═══ Exercise data

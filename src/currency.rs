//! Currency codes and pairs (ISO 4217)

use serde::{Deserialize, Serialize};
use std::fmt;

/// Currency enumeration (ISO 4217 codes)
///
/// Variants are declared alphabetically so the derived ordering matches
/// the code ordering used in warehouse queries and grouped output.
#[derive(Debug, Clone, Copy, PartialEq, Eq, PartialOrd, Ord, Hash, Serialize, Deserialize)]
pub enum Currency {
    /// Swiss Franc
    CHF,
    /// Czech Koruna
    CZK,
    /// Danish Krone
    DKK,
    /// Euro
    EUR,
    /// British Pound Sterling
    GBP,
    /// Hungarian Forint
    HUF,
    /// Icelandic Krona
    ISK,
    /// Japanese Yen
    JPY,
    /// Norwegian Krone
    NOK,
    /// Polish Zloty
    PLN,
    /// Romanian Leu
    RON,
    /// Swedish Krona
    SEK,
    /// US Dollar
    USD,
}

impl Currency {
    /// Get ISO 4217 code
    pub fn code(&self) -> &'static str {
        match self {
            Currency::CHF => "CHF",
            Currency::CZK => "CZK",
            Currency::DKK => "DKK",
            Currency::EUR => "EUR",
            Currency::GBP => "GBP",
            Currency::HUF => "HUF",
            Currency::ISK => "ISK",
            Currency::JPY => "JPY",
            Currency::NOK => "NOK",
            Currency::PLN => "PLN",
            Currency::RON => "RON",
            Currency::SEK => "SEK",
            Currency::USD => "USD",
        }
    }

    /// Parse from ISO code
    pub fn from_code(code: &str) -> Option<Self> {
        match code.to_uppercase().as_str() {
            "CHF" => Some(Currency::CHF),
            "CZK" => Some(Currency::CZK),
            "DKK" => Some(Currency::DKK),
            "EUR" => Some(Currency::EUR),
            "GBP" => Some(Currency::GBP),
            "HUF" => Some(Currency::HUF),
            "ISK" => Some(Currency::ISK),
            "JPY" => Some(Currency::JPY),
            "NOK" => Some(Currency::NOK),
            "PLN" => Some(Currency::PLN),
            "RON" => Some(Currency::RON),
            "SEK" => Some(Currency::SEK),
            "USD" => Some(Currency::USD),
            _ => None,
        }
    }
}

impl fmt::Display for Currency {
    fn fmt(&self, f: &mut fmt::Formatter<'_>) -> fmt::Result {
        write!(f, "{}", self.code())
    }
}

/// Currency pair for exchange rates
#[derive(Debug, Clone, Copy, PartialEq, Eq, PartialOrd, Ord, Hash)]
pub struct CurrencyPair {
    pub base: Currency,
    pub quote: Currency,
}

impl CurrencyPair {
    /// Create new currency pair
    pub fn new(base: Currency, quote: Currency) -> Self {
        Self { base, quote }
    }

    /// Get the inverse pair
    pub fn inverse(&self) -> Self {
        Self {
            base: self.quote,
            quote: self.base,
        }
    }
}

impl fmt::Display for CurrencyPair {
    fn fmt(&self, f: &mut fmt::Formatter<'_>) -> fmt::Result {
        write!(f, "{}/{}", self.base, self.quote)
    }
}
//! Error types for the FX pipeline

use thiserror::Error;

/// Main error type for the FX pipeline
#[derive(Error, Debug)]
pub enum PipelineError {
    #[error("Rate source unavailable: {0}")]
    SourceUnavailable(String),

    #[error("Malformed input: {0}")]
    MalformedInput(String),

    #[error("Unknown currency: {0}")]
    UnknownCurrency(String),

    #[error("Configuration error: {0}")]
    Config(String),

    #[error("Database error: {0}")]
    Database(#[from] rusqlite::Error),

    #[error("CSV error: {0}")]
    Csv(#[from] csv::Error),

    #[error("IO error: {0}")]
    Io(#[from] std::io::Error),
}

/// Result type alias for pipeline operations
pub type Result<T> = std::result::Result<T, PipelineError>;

══════
═══ Exercise data

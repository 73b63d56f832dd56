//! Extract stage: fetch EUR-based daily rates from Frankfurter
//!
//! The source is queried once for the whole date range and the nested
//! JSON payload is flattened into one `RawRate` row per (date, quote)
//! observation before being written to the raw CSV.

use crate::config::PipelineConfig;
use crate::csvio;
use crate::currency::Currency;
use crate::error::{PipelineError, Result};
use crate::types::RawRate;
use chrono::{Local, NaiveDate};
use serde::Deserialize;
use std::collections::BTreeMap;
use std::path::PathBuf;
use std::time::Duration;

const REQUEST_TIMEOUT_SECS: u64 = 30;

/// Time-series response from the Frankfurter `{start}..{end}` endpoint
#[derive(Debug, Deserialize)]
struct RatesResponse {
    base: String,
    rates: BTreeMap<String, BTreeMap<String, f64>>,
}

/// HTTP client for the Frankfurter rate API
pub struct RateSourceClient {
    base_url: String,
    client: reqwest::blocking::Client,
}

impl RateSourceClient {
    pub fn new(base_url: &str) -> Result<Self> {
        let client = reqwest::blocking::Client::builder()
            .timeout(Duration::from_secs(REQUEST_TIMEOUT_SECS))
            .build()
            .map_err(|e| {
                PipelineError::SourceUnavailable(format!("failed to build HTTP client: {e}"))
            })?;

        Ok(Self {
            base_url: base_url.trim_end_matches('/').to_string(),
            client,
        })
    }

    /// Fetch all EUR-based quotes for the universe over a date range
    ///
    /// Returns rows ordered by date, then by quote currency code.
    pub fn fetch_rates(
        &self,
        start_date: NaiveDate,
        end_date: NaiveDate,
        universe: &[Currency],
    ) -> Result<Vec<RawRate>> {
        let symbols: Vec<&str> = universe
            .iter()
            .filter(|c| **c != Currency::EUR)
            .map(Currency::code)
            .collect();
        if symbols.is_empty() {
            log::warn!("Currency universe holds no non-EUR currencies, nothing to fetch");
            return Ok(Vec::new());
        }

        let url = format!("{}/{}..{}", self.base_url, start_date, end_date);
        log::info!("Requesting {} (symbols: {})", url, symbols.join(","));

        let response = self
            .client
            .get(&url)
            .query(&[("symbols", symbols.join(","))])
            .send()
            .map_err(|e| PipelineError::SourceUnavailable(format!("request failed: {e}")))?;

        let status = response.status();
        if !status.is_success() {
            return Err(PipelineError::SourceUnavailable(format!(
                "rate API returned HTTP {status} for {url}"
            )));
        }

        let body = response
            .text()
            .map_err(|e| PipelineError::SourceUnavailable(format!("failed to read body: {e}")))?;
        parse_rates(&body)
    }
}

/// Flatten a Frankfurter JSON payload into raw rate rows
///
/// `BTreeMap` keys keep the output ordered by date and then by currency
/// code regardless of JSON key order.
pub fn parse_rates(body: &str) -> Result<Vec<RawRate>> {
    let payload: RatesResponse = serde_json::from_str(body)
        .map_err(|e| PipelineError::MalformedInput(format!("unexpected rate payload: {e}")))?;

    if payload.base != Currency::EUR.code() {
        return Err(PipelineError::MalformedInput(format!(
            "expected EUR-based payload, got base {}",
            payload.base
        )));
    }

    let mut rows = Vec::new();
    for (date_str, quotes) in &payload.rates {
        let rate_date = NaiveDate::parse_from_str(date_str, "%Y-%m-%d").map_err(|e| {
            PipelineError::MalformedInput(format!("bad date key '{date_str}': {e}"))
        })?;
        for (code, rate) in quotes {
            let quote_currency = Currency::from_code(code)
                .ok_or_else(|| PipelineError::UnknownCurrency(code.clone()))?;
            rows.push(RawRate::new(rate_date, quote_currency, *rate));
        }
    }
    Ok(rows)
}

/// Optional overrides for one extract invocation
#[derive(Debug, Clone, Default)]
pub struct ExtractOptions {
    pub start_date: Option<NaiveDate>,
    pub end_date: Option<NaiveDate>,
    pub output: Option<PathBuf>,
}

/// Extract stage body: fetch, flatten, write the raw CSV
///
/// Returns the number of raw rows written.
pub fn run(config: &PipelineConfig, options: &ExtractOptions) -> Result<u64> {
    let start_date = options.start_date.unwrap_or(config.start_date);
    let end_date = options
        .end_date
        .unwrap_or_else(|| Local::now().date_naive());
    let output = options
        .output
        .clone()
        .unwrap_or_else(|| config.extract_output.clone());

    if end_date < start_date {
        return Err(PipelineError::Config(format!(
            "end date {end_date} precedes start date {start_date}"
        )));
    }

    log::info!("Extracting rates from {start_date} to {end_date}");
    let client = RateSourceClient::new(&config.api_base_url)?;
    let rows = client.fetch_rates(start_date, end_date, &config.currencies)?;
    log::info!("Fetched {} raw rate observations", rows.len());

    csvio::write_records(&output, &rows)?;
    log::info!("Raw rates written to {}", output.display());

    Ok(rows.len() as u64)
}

══════

◆ Your assignment:
Please count the lines in the records that contain "Hash" and reply with the count alone.

◆ Task response:
2